Question; how long do you think you'd have to stay with them to be considered a loyal customer? Maybe 5 years? By the sounds of the answers from everyone on here, that would be my guess.


----------



## Ruby_Woo (Apr 22, 2009)

I've had all major phone carriers, and personally I absolutly LOVE the coverage Verizon provides. I have nvr had a dropped call as of yet (knock on wood) and I get reception where other people don't. I can go into TJ and not be roaming. Almost to Rosarito before it switches to roaming. 
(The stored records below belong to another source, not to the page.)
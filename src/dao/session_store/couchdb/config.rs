use super::error::{CouchDaoError, CouchResult};

/// Runtime configuration describing how to connect to CouchDB.
#[derive(Debug, Clone)]
pub struct CouchConfig {
    pub base_url: String,
    pub database: String,
    pub username: Option<String>,
    pub password: Option<String>,
}

impl CouchConfig {
    /// Construct a configuration from explicit base URL and database name.
    pub fn new(base_url: impl Into<String>, database: impl Into<String>) -> Self {
        Self {
            base_url: base_url.into(),
            database: database.into(),
            username: None,
            password: None,
        }
    }

    /// Attach basic-auth credentials to the configuration.
    pub fn with_credentials(
        mut self,
        username: impl Into<String>,
        password: impl Into<String>,
    ) -> Self {
        self.username = Some(username.into());
        self.password = Some(password.into());
        self
    }

    /// Build a configuration from `COUCH_BASE_URL`, `COUCH_DB` and the optional
    /// `COUCH_USERNAME`/`COUCH_PASSWORD` pair.
    pub fn from_env() -> CouchResult<Self> {
        let base_url =
            std::env::var("COUCH_BASE_URL").map_err(|_| CouchDaoError::MissingEnvVar {
                var: "COUCH_BASE_URL",
            })?;
        let database = std::env::var("COUCH_DB").unwrap_or_else(|_| "tabletop".into());

        let mut config = Self::new(base_url, database);

        if let (Some(username), Some(password)) = (
            std::env::var("COUCH_USERNAME").ok(),
            std::env::var("COUCH_PASSWORD").ok(),
        ) {
            config = config.with_credentials(username, password);
        }

        Ok(config)
    }
}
The only thing is, that the phones are not the best. if you get a blackberry, it doesn't come w/ the Navigation thing, you have to PAY for it. It is waaay pricey! seriously. WAY over priced.

They signed me up for a VIP program recently, I think its because my contract is about to end soon, or I dunno, I never miss payments and always pay early. I don't know if that matters, but they VIP program doesn't have many perks.

I am actually looking into the G1 or the new BB 8900 from T-mobile just cuz those phones look effin sweeeet!!


----------



## 06290714 (Apr 22, 2009)

i think it depends on where you're located honestly. 
from MY PERSONAL experience..verizon doesn't get reception everywhere, sometimes even in local areas. they're expensive though. t-mobile sucks personally, horrible phones and HORRIBLE reception.

i'm now with AT&T and have been for the past few years and they've never done me wrong. reception literally everywhere i go even when i travel.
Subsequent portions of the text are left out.